Abstract

This study investigates the potential of natural gas-based plants designed to produce blue hydrogen and decarbonized electric power, conceived to operate flexibly depending on the electricity price. This paper considers plants based on fired-tubular reforming (FTR) and auto-thermal reforming (ATR) technologies, with MDEA-based pre-combustion CO2 capture process and partial electrification of the reformer, designed to achieve CO2 capture efficiency higher than 95 %. Heat and mass balances for the chemical and power island are evaluated at both full and part load to define the corresponding operating maps.
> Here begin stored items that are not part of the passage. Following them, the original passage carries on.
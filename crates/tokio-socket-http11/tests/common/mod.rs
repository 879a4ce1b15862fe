//! テスト用のモックサーバー

#![allow(dead_code)]

use std::sync::atomic::{AtomicUsize, Ordering};
use std::sync::{Arc, Mutex};
use std::time::Duration;

use tokio::io::{AsyncReadExt, AsyncWriteExt};
use tokio::net::{TcpListener, TcpStream};

/// 受信したリクエスト
#[derive(Debug, Clone)]
pub struct Received {
    /// 何本目の接続か
    pub connection: usize,
    /// リクエスト全体 (ヘッダーとボディ)
    pub text: String,
}

impl Received {
    /// リクエスト行
    pub fn request_line(&self) -> &str {
        self.text.split("\r\n").next().unwrap_or("")
    }

    /// ヘッダー値 (大文字小文字を区別しない)
    pub fn header(&self, name: &str) -> Option<String> {
        let head = self.text.split("\r\n\r\n").next().unwrap_or("");
        head.split("\r\n").skip(1).find_map(|line| {
            let (n, v) = line.split_once(':')?;
            n.trim()
                .eq_ignore_ascii_case(name)
                .then(|| v.trim().to_string())
        })
    }

    /// ボディ
    pub fn body(&self) -> &str {
        self.text.split_once("\r\n\r\n").map_or("", |(_, b)| b)
    }
}

/// サーバーの応答
pub enum Reply {
    /// バイト列を書いて接続を維持する
    Send(Vec<u8>),
    /// バイト列を書いて接続を閉じる
    SendAndClose(Vec<u8>),
    /// 指定バイトずつ間を空けて書いて接続を閉じる
    Fragmented(Vec<u8>, usize),
    /// 何も返さない
    Hang,
}

pub type Log = Arc<Mutex<Vec<Received>>>;

/// モックサーバーを起動してポートと受信ログを返す
///
/// `handler` には 0 から数えたリクエスト番号とリクエストが渡される。
pub async fn start<F>(handler: F) -> (u16, Log)
where
    F: Fn(usize, &Received) -> Reply + Send + Sync + 'static,
{
    let listener = TcpListener::bind("127.0.0.1:0").await.unwrap();
    let port = listener.local_addr().unwrap().port();
    let log: Log = Arc::new(Mutex::new(Vec::new()));
    let handler = Arc::new(handler);
    let connections = Arc::new(AtomicUsize::new(0));

    let server_log = log.clone();
    tokio::spawn(async move {
        loop {
            let Ok((socket, _)) = listener.accept().await else {
                return;
            };
            let connection = connections.fetch_add(1, Ordering::SeqCst);
            let handler = handler.clone();
            let log = server_log.clone();
            tokio::spawn(async move {
                serve_connection(socket, connection, handler, log).await;
            });
        }
    });
    (port, log)
}

async fn serve_connection<F>(mut socket: TcpStream, connection: usize, handler: Arc<F>, log: Log)
where
    F: Fn(usize, &Received) -> Reply + Send + Sync + 'static,
{
    loop {
        let Some(text) = read_request(&mut socket).await else {
            return;
        };
        let received = Received { connection, text };
        let index = {
            let mut log = log.lock().unwrap();
            log.push(received.clone());
            log.len() - 1
        };
        match handler(index, &received) {
            Reply::Send(bytes) => {
                if socket.write_all(&bytes).await.is_err() {
                    return;
                }
            }
            Reply::SendAndClose(bytes) => {
                let _ = socket.write_all(&bytes).await;
                let _ = socket.shutdown().await;
                return;
            }
            Reply::Fragmented(bytes, size) => {
                for piece in bytes.chunks(size) {
                    if socket.write_all(piece).await.is_err() {
                        return;
                    }
                    let _ = socket.flush().await;
                    tokio::time::sleep(Duration::from_millis(1)).await;
                }
                let _ = socket.shutdown().await;
                return;
            }
            Reply::Hang => {
                tokio::time::sleep(Duration::from_secs(30)).await;
                return;
            }
        }
    }
}

/// リクエストを 1 つ読む (Content-Length 分のボディを含む)
async fn read_request(socket: &mut TcpStream) -> Option<String> {
    let mut buf = Vec::new();
    let mut tmp = [0u8; 4096];
    loop {
        if let Some(pos) = buf.windows(4).position(|w| w == b"\r\n\r\n") {
            let head = String::from_utf8_lossy(&buf[..pos]).to_string();
            let content_length = head
                .split("\r\n")
                .find_map(|line| {
                    let (name, value) = line.split_once(':')?;
                    if name.trim().eq_ignore_ascii_case("content-length") {
                        value.trim().parse::<usize>().ok()
                    } else {
                        None
                    }
                })
                .unwrap_or(0);
            let total = pos + 4 + content_length;
            while buf.len() < total {
                let n = socket.read(&mut tmp).await.ok()?;
                if n == 0 {
                    return None;
                }
                buf.extend_from_slice(&tmp[..n]);
            }
            return Some(String::from_utf8_lossy(&buf[..total]).to_string());
        }
        let n = socket.read(&mut tmp).await.ok()?;
        if n == 0 {
            return None;
        }
        buf.extend_from_slice(&tmp[..n]);
    }
}

/// Content-Length 付きのレスポンス
pub fn response(status: &str, headers: &[(&str, &str)], body: &[u8]) -> Vec<u8> {
    let mut out = format!("HTTP/1.1 {}\r\n", status);
    for (name, value) in headers {
        out.push_str(&format!("{}: {}\r\n", name, value));
    }
    out.push_str(&format!("Content-Length: {}\r\n\r\n", body.len()));
    let mut out = out.into_bytes();
    out.extend_from_slice(body);
    out
}

/// 受信ログのスナップショット
pub fn received(log: &Log) -> Vec<Received> {
    log.lock().unwrap().clone()
}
With pre-combustion CO2 capture only, FTR plants can achieve CO2 capture rates higher than 90 %, H2 production efficiency of 73–74 % and power generation efficiency of around 47 %. Reformer electrification allows increasing overall capture efficiency to 95 %. Plants based on ATR can approach 95 % capture efficiency without electrification and achieve H2 efficiency similar to FTR but higher electric efficiency, close to 51 %. An economic analysis is performed to assess profitability of the plants under electricity price scenarios with different penetration of renewables. The economic analysis shows that flexible plants may be profitable in future scenarios with high penetration of renewables and high price variance, resulting in IRR around 10–17 % for hydrogen selling prices of 2.0–2.5 €/kg, natural gas price of 9 €/GJ and carbon tax of 100 €/tCO2.